— What needs to be done —
Take every line from the listing below that contains "PoisonError".

— Entries shown —

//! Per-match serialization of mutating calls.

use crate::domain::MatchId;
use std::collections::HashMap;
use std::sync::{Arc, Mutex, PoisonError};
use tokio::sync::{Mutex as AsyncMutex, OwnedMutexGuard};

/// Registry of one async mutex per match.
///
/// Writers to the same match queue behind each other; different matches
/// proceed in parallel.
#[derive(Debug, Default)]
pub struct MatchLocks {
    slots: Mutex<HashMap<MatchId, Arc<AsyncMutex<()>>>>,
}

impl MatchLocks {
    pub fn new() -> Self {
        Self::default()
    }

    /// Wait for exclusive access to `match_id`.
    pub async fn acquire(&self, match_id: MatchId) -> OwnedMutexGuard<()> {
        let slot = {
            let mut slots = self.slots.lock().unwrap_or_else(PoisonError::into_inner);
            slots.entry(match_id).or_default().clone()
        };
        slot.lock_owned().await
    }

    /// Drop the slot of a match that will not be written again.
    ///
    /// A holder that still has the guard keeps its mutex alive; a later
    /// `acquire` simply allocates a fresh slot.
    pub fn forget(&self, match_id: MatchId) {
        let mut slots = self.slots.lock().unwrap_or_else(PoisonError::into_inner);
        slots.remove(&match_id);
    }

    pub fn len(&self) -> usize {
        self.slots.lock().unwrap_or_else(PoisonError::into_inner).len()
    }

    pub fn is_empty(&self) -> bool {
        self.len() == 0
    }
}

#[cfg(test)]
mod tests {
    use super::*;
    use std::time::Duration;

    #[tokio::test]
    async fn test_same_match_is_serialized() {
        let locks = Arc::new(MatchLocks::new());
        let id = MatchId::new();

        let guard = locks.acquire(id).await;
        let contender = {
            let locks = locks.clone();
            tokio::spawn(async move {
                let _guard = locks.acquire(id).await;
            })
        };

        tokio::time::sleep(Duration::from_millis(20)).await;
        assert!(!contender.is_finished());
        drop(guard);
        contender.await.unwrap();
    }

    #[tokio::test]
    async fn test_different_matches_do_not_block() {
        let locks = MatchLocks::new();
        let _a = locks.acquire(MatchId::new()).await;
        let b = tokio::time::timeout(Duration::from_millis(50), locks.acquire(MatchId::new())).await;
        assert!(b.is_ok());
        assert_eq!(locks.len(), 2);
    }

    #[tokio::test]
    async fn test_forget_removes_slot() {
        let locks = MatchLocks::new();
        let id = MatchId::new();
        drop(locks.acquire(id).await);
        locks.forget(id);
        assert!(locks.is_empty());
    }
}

==

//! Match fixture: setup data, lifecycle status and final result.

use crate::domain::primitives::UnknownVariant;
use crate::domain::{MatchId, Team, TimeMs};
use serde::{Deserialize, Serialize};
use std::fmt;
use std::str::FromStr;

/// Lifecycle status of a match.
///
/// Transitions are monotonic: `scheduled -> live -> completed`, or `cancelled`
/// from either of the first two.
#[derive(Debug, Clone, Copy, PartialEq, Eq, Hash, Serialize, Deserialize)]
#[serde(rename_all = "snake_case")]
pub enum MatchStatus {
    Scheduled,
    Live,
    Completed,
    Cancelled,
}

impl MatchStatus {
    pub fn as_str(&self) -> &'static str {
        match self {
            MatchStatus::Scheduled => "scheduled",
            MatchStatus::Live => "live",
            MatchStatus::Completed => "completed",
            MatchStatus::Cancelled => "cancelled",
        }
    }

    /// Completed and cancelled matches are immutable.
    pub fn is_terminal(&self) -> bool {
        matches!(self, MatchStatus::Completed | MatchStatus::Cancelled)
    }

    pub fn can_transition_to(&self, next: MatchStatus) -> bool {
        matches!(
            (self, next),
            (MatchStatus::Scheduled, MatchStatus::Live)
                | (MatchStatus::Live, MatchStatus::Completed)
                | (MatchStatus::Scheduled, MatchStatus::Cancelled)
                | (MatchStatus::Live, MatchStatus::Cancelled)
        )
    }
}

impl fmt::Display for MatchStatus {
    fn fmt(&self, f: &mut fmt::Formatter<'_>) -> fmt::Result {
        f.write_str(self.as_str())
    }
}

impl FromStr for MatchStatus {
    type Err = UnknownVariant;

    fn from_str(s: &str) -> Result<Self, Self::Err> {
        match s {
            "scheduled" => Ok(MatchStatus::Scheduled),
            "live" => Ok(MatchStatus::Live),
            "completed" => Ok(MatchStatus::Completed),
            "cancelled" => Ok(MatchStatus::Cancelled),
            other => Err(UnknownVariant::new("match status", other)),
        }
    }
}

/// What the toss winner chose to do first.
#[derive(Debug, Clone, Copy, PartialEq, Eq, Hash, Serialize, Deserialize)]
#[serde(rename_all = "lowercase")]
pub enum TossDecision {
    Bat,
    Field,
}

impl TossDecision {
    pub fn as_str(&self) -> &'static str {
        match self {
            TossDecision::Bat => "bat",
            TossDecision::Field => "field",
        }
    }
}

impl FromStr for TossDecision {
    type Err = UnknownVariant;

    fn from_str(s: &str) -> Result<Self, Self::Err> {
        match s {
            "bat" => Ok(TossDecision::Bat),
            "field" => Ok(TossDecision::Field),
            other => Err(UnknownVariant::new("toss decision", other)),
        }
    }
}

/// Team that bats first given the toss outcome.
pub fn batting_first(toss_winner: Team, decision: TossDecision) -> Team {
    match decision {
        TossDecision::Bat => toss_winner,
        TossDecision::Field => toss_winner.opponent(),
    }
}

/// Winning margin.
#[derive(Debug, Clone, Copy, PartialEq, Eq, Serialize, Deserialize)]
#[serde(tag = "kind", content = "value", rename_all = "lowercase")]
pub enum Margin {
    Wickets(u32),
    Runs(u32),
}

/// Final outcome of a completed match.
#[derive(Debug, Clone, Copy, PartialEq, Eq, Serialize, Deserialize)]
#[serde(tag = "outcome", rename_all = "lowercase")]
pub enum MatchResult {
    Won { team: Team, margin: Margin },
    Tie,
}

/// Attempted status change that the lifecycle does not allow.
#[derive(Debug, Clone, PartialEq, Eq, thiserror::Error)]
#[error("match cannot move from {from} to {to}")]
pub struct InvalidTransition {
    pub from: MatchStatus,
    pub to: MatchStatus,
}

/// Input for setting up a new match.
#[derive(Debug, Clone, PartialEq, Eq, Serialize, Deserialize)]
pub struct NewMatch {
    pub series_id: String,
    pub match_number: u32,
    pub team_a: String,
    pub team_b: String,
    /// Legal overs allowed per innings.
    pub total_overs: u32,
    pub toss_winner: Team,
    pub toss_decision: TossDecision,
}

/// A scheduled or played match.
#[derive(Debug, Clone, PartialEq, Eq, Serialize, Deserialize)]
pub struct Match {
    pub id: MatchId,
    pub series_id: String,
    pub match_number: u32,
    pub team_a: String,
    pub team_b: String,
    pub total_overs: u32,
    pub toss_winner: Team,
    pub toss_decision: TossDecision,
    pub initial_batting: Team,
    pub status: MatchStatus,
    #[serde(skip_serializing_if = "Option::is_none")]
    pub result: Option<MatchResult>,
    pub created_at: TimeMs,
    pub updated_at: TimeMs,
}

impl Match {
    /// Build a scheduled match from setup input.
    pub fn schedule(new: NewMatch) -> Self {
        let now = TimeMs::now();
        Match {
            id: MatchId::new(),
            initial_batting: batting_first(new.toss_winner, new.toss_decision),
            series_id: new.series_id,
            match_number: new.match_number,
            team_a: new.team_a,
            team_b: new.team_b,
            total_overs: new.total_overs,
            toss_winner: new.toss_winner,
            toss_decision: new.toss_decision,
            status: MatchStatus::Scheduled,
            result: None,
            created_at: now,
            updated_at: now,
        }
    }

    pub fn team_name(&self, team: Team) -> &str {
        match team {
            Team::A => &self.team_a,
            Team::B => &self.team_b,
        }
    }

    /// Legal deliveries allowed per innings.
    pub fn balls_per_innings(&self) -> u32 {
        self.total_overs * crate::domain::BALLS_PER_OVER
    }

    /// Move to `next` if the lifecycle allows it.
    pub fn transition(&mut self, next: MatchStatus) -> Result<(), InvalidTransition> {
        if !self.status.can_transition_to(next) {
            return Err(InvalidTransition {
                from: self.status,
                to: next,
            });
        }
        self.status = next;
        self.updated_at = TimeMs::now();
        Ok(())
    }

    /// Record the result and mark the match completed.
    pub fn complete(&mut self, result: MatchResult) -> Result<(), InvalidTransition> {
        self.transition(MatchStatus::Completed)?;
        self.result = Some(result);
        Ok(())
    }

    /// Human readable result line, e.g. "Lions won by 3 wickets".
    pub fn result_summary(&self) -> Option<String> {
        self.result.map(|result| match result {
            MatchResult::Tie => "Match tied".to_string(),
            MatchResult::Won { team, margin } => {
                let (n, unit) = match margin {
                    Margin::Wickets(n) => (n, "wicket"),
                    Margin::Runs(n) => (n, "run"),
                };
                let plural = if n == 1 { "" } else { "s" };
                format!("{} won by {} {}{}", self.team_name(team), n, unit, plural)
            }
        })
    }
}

— Solution for this exercise —
use std::sync::{Arc, Mutex, PoisonError};
            let mut slots = self.slots.lock().unwrap_or_else(PoisonError::into_inner);
        let mut slots = self.slots.lock().unwrap_or_else(PoisonError::into_inner);
        self.slots.lock().unwrap_or_else(PoisonError::into_inner).len()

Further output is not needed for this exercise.